Exercise brief
Scan the records that follow, and whenever a line has the word "powi", copy it.

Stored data
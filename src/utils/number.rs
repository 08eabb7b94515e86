//! Numeric helpers shared by the scale math and the drawers.

/// Clamps `value` into `[min, max]`. When `min > max` the lower bound wins.
pub fn in_range(min: f64, value: f64, max: f64) -> f64 {
    if value < min {
        return min;
    }
    if value > max {
        return max;
    }
    value
}

/// Remainder that is always non-negative for a positive divider.
pub fn modulo(dividend: f64, divider: f64) -> f64 {
    ((dividend % divider) + divider) % divider
}

fn align_with_base(value: f64, base: f64, aligner: fn(f64) -> f64) -> f64 {
    if base < 1.0 && base > -1.0 {
        // Dividing by a tiny base loses precision, multiplying by its inverse doesn't.
        let opposite = 1.0 / base;
        aligner(value * opposite) / opposite
    } else {
        aligner(value / base) * base
    }
}

pub fn round_with_base(value: f64, base: f64) -> f64 {
    align_with_base(value, base, f64::round)
}

pub fn floor_with_base(value: f64, base: f64) -> f64 {
    align_with_base(value, base, f64::floor)
}

pub fn ceil_with_base(value: f64, base: f64) -> f64 {
    align_with_base(value, base, f64::ceil)
}

const SHORT_SUFFIXES: [&str; 3] = ["K", "M", "B"];

fn format_plain(value: f64) -> String {
    if value == 0.0 {
        // Covers -0.0 too
        return "0".to_string();
    }
    format!("{}", value)
}

fn suffix_power(value: f64) -> usize {
    if value == 0.0 {
        return 0;
    }
    for power in 1..=SHORT_SUFFIXES.len() {
        let base = 1000f64.powi(power as i32);
        if value % base != 0.0 {
            return power - 1;
        }
    }
    SHORT_SUFFIXES.len()
}

/// Formats a number using `K`, `M` or `B` suffixes when it is an exact multiple of a thousand power.
///
/// `3000` becomes `3K`, `2500` stays `2500`, `4000000` becomes `4M`.
pub fn format_short(value: f64) -> String {
    match suffix_power(value) {
        0 => format_plain(value),
        power => format!(
            "{}{}",
            format_plain(value / 1000f64.powi(power as i32)),
            SHORT_SUFFIXES[power - 1]
        ),
    }
}

/// Inserts `divider` between every group of three integer digits.
pub fn format_with_thousand_groups(value: f64, divider: &str) -> String {
    let text = format_plain(value);
    let (sign, unsigned) = match text.strip_prefix('-') {
        Some(rest) => ("-", rest),
        None => ("", text.as_str()),
    };
    let (integer, fractional) = match unsigned.split_once('.') {
        Some((integer, fractional)) => (integer, Some(fractional)),
        None => (unsigned, None),
    };

    let digits: Vec<char> = integer.chars().collect();
    let mut grouped = String::with_capacity(digits.len() + digits.len() / 3 * divider.len());
    for (i, digit) in digits.iter().enumerate() {
        if i > 0 && (digits.len() - i) % 3 == 0 {
            grouped.push_str(divider);
        }
        grouped.push(*digit);
    }

    match fractional {
        Some(fractional) if !fractional.is_empty() => format!("{sign}{grouped}.{fractional}"),
        _ => format!("{sign}{grouped}"),
    }
}

/// Rounds away binary float noise such as `0.30000000000000004`.
///
/// `precision` is the maximum number of fraction digits to keep. `None` keeps 10 digits, enough to remove
/// the artifacts of the notch arithmetic.
pub fn remove_float_artifact(value: f64, precision: Option<u32>) -> f64 {
    if !value.is_finite() {
        return value;
    }
    let digits = precision.unwrap_or(10).min(15) as i32;
    let factor = 10f64.powi(digits);
    let rounded = (value * factor).round() / factor;
    if rounded.is_finite() {
        rounded
    } else {
        value
    }
}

Exercise answer
        let base = 1000f64.powi(power as i32);
            format_plain(value / 1000f64.powi(power as i32)),
    let factor = 10f64.powi(digits);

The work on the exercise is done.